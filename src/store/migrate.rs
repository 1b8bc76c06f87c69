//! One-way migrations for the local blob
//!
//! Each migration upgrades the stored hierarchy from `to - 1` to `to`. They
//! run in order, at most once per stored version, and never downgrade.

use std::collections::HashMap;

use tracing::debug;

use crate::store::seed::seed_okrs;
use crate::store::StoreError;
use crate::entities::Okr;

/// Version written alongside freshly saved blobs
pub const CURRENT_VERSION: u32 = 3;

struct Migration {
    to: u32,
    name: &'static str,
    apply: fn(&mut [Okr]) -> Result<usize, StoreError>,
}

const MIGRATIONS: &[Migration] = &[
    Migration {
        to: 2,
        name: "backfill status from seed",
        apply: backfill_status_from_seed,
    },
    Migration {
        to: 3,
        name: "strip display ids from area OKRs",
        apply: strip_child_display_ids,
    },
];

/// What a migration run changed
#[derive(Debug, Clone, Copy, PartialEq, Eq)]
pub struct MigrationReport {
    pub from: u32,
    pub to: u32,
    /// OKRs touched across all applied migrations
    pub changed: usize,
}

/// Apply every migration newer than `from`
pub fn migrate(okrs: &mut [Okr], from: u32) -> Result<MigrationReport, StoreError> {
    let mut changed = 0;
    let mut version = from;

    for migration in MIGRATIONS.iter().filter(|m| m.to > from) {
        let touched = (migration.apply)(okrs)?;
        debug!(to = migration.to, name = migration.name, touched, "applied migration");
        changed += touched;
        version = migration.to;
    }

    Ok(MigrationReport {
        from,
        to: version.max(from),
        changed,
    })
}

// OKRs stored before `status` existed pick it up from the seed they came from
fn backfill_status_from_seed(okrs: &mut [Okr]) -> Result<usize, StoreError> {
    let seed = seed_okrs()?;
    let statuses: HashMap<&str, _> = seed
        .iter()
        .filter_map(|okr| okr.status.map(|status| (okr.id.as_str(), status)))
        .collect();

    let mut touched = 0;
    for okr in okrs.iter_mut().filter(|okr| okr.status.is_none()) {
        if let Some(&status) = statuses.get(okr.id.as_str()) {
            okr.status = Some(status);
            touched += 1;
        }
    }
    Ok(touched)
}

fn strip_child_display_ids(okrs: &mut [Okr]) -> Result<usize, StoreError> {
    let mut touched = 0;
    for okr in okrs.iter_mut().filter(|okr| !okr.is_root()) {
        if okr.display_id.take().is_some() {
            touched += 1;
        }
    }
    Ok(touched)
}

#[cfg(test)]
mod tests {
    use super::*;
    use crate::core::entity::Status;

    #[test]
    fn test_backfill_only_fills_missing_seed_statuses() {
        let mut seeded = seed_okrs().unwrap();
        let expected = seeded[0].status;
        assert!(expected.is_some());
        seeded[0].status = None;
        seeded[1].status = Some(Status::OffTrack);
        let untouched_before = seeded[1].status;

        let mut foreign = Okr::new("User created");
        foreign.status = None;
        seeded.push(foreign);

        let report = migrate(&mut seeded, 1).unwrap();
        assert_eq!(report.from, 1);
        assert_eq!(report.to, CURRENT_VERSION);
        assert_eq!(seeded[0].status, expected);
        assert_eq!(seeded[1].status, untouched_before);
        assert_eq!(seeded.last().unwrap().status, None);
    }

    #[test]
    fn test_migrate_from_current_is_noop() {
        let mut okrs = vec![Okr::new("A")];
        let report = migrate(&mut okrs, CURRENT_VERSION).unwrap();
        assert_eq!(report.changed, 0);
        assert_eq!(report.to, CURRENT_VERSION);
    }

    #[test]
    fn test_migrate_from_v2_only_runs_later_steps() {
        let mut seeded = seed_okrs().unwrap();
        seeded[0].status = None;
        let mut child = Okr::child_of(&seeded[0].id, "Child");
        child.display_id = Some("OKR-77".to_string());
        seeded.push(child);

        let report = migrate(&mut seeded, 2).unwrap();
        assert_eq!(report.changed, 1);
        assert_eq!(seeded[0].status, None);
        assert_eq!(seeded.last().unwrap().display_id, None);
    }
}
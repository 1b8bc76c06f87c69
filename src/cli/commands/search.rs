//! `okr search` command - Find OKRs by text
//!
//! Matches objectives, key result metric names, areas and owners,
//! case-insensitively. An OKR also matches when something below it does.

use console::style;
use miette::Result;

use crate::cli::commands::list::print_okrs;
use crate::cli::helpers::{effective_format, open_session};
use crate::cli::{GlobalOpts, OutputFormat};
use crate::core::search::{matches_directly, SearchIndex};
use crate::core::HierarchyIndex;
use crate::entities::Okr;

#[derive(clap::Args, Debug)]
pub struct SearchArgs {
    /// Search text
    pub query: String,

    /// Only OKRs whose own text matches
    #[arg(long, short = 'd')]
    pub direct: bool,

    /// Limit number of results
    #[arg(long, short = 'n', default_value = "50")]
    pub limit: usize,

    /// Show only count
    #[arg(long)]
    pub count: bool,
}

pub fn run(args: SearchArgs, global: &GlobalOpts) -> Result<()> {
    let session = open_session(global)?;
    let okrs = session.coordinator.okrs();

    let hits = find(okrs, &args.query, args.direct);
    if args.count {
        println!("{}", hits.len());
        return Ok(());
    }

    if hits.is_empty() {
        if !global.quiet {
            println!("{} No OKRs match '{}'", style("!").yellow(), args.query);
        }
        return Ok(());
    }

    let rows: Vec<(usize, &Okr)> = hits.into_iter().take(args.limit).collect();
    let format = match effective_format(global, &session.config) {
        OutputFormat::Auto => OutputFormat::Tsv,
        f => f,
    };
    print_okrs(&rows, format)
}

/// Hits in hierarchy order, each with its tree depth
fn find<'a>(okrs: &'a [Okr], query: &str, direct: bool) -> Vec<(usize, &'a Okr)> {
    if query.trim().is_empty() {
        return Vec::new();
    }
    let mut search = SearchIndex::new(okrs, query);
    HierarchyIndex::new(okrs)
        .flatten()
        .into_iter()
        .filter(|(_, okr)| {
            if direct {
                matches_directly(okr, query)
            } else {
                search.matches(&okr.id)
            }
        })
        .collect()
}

— What this task involves —
Please filter the entries for the word "count" and copy the lines that have it.

— The completed task —
    /// Show only count
    pub count: bool,
    if args.count {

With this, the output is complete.